Sad to say, the Israeli-Palestinian conflict is not the only instance in which the United States has reverted to its pre-September 11 practices. In December, Bush unilaterally abrogated the Anti-Ballistic Missile Treaty, angering Russia and Western Europe for the sake of an extraordinarily costly weapons system of dubious military utility. This February the administration refused to participate in an international conference on foreign aid unless European countries abandoned a proposal for developed nations to double their aid to poor countries. The European plan was an appropriate response to the anti-Western strains of radical Islam that have multiplied in the parts of Asia and Africa that are plagued by illiteracy, malnutrition, and disease. And accepting it would not have dented the U.S. budget. While Germany spends 0.27 percent of its gross domestic product on foreign aid, France 0.33 percent, and Sweden 0.81 percent, the United States spends a meager 0.10 percent.
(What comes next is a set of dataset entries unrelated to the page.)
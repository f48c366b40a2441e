use std::{
    future::Future,
    pin::Pin,
    task::{Context, Poll},
};

use tokio::sync::oneshot;

use crate::{Error, Response, Result};

/// Deferred result of a submitted request.
///
/// Resolves exactly once with the request's terminal outcome. Dropping it
/// does not cancel the request; queued work behind it still runs in order.
#[derive(Debug)]
#[must_use = "a Completion does nothing unless awaited; the request runs regardless"]
pub struct Completion {
    rx: oneshot::Receiver<Result<Response>>,
}

/// Sending half owned by the executor; consumed on first use.
#[derive(Debug)]
pub(crate) struct Completer {
    tx: oneshot::Sender<Result<Response>>,
}

pub(crate) fn channel() -> (Completer, Completion) {
    let (tx, rx) = oneshot::channel();
    (Completer { tx }, Completion { rx })
}

impl Completer {
    /// Delivers the outcome. A caller that already dropped its
    /// [`Completion`] simply never observes it.
    pub(crate) fn complete(self, outcome: Result<Response>) {
        let _ = self.tx.send(outcome);
    }
}

impl Completion {
    /// Completion that is already resolved, used for requests rejected before dispatch.
    pub(crate) fn ready(outcome: Result<Response>) -> Self {
        let (completer, completion) = channel();
        completer.complete(outcome);
        completion
    }
}

impl Future for Completion {
    type Output = Result<Response>;

    fn poll(mut self: Pin<&mut Self>, cx: &mut Context<'_>) -> Poll<Self::Output> {
        Pin::new(&mut self.rx)
            .poll(cx)
            .map(|received| received.unwrap_or(Err(Error::Canceled)))
    }
}
use std::time::Duration;

use queued_http::{BackoffConfig, QueueClient, QueueOptions, RequestDescriptor};
use tracing_subscriber::EnvFilter;

#[tokio::main]
async fn main() -> anyhow::Result<()> {
    tracing_subscriber::fmt()
        .with_env_filter(
            EnvFilter::try_from_default_env().unwrap_or_else(|_| EnvFilter::new("info,queued_http=debug")),
        )
        .init();

    let base_url = std::env::var("QUEUED_HTTP_BASE_URL").unwrap_or_else(|_| "https://httpbin.org".to_owned());

    let client = QueueClient::new().with_options(QueueOptions {
        timeout_ms: 5_000,
        retry_enabled: true,
        backoff: BackoffConfig {
            initial_timeout_ms: 500,
            max_retries: 3,
            ..BackoffConfig::default()
        },
        ..QueueOptions::default()
    })?;
    let queue = client.new_queue();

    let pending: Vec<_> = ["/get", "/status/503", "/delay/1"]
        .into_iter()
        .map(|path| {
            client.send(
                RequestDescriptor::get(format!("{base_url}{path}"))
                    .timeout(Duration::from_secs(3))
                    .queue(&queue)
                    .on_failure(move |err| tracing::warn!(path, error = %err, "retrying")),
            )
        })
        .collect();

    for completion in pending {
        match completion.await {
            Ok(response) => println!("{} {} bytes", response.status, response.body.len()),
            Err(err) => println!("failed: {err}"),
        }
    }

    Ok(())
}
Bush's reversion to neo-isolationism and unilateralism has not dimmed his reputation among pundits or the public. Political commentators who were once quick to condemn his grammar now herald his moral and geopolitical insight in uncovering a new "axis of evil." Bush's Democratic opposition doesn't blink at the prospect of a new war in Iraq. But the unpleasant truth is that in foreign policy, Bush is leading the country back into the black hole from which it temporarily emerged last fall. He and his administration may have proven to be expert in waging war in Afghanistan; but they have done nothing to demonstrate that they will be able to keep the peace.